# TASK PROMPT
Below are the entries; output exactly the lines from the one containing "for (at, (name, value))" through the final line, inclusive.

# RECORDS FOR THE TASK

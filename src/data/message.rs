// src/data/message.rs

//! Implement [`CanonicalMessage`], a fully rendered IRC wire line.
//!
//! A wire line is
//!
//! ```text
//! @tag1=value1;tag2=value2 :nick!ident@host COMMAND param1 param2 :trailing
//! ```
//!
//! Tags are optional, the prefix is optional, the trailing parameter is
//! optional.

use std::fmt;

// ━━━━━━━━━━━━━━━━━━━━━━━━━━━━━━━━━━━━━━━━━━━━━━━━━━━━━━━━━━━━━━━━━━━━━━━━━━━━━━━━━━━━━━━━━━━━━━━━━
// CanonicalMessage
// ━━━━━━━━━━━━━━━━━━━━━━━━━━━━━━━━━━━━━━━━━━━━━━━━━━━━━━━━━━━━━━━━━━━━━━━━━━━━━━━━━━━━━━━━━━━━━━━━━

/// One IRCv3 message tag, `name=value`.
pub type Tag = (String, String);
pub type Tags = Vec<Tag>;

/// A rendered IRC wire line.
#[derive(Clone, Debug, Default, Eq, PartialEq)]
pub struct CanonicalMessage {
    /// message tags, rendered in this order
    pub tags: Tags,
    /// sender prefix without the leading `:`, e.g. `alice!ident@host`
    pub prefix: Option<String>,
    /// command verb, e.g. `PRIVMSG`
    pub command: String,
    /// middle parameters, e.g. the target room
    pub params: Vec<String>,
    /// the trailing parameter, rendered after ` :`
    pub trailing: Option<String>,
}

impl CanonicalMessage {
    pub fn new<S: Into<String>>(command: S) -> CanonicalMessage {
        CanonicalMessage {
            command: command.into(),
            ..Default::default()
        }
    }

    /// Append tag `name=value`.
    pub fn tag<N: Into<String>, V: Into<String>>(mut self, name: N, value: V) -> CanonicalMessage {
        self.tags.push((name.into(), value.into()));
        self
    }

    pub fn prefix<S: Into<String>>(mut self, prefix: S) -> CanonicalMessage {
        self.prefix = Some(prefix.into());
        self
    }

    /// Append a middle parameter.
    pub fn param<S: Into<String>>(mut self, param: S) -> CanonicalMessage {
        self.params.push(param.into());
        self
    }

    pub fn trailing<S: Into<String>>(mut self, trailing: S) -> CanonicalMessage {
        self.trailing = Some(trailing.into());
        self
    }

    /// Insert `tags` before the existing tags.
    pub fn prepend_tags(&mut self, tags: Tags) {
        let mut tags = tags;
        tags.append(&mut self.tags);
        self.tags = tags;
    }

    /// Return the value of tag `name`, if present.
    pub fn tag_value(&self, name: &str) -> Option<&str> {
        self.tags
            .iter()
            .find(|(n, _)| n == name)
            .map(|(_, v)| v.as_str())
    }

    /// Parse a wire line previously rendered by `CanonicalMessage`.
    ///
    /// This is not a general IRC parser; tag values are not unescaped.
    pub fn parse(line: &str) -> Option<CanonicalMessage> {
        let mut rest: &str = line;
        let mut msg = CanonicalMessage::default();

        if let Some(tagged) = rest.strip_prefix('@') {
            let (tags, after) = tagged.split_once(' ')?;
            for tag in tags.split(';') {
                match tag.split_once('=') {
                    Some((n, v)) => msg.tags.push((n.to_string(), v.to_string())),
                    None => msg.tags.push((tag.to_string(), String::new())),
                }
            }
            rest = after;
        }
        if let Some(prefixed) = rest.strip_prefix(':') {
            let (prefix, after) = prefixed.split_once(' ')?;
            msg.prefix = Some(prefix.to_string());
            rest = after;
        }
        let (middle, trailing) = match rest.split_once(" :") {
            Some((m, t)) => (m, Some(t)),
            None => (rest, None),
        };
        let mut words = middle.split(' ');
        msg.command = words.next()?.to_string();
        if msg.command.is_empty() {
            return None;
        }
        msg.params = words.map(String::from).collect();
        msg.trailing = trailing.map(String::from);

        Some(msg)
    }
}

impl fmt::Display for CanonicalMessage {
    fn fmt(&self, f: &mut fmt::Formatter<'_>) -> fmt::Result {
        if !self.tags.is_empty() {
            write!(f, "@")?;
            for (at, (name, value)) in self.tags.iter().enumerate() {
                if at != 0 {
                    write!(f, ";")?;
                }
                if value.is_empty() {
                    write!(f, "{}", name)?;
                } else {
                    write!(f, "{}={}", name, value)?;
                }
            }
            write!(f, " ")?;
        }
        if let Some(prefix) = &self.prefix {
            write!(f, ":{} ", prefix)?;
        }
        write!(f, "{}", self.command)?;
        for param in self.params.iter() {
            write!(f, " {}", param)?;
        }
        if let Some(trailing) = &self.trailing {
            write!(f, " :{}", trailing)?;
        }

        Ok(())
    }
}
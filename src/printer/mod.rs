// src/printer/mod.rs

//! The `printer` module renders replayed history as wire lines
//! ([`EventFormatter`]), frames them ([`BatchEnvelope`]), and prints
//! responses with various text effects (color) to the destination chosen
//! per user ([`printers`]).
//!
//! [`EventFormatter`]: crate::printer::formatter::EventFormatter
//! [`BatchEnvelope`]: crate::printer::batch::BatchEnvelope
//! [`printers`]: crate::printer::printers

pub mod batch;
pub mod formatter;
pub mod printers;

# WRITTEN REPLY
            for (at, (name, value)) in self.tags.iter().enumerate() {
                if at != 0 {
                    write!(f, ";")?;
                }
                if value.is_empty() {
                    write!(f, "{}", name)?;
                } else {
                    write!(f, "{}={}", name, value)?;
                }
            }
            write!(f, " ")?;
        }
        if let Some(prefix) = &self.prefix {
            write!(f, ":{} ", prefix)?;
        }
        write!(f, "{}", self.command)?;
        for param in self.params.iter() {
            write!(f, " {}", param)?;
        }
        if let Some(trailing) = &self.trailing {
            write!(f, " :{}", trailing)?;
        }

        Ok(())
    }
}
filename src/printer/mod.rs
// src/printer/mod.rs

//! The `printer` module renders replayed history as wire lines
//! ([`EventFormatter`]), frames them ([`BatchEnvelope`]), and prints
//! responses with various text effects (color) to the destination chosen
//! per user ([`printers`]).
//!
//! [`EventFormatter`]: crate::printer::formatter::EventFormatter
//! [`BatchEnvelope`]: crate::printer::batch::BatchEnvelope
//! [`printers`]: crate::printer::printers

pub mod batch;
pub mod formatter;
pub mod printers;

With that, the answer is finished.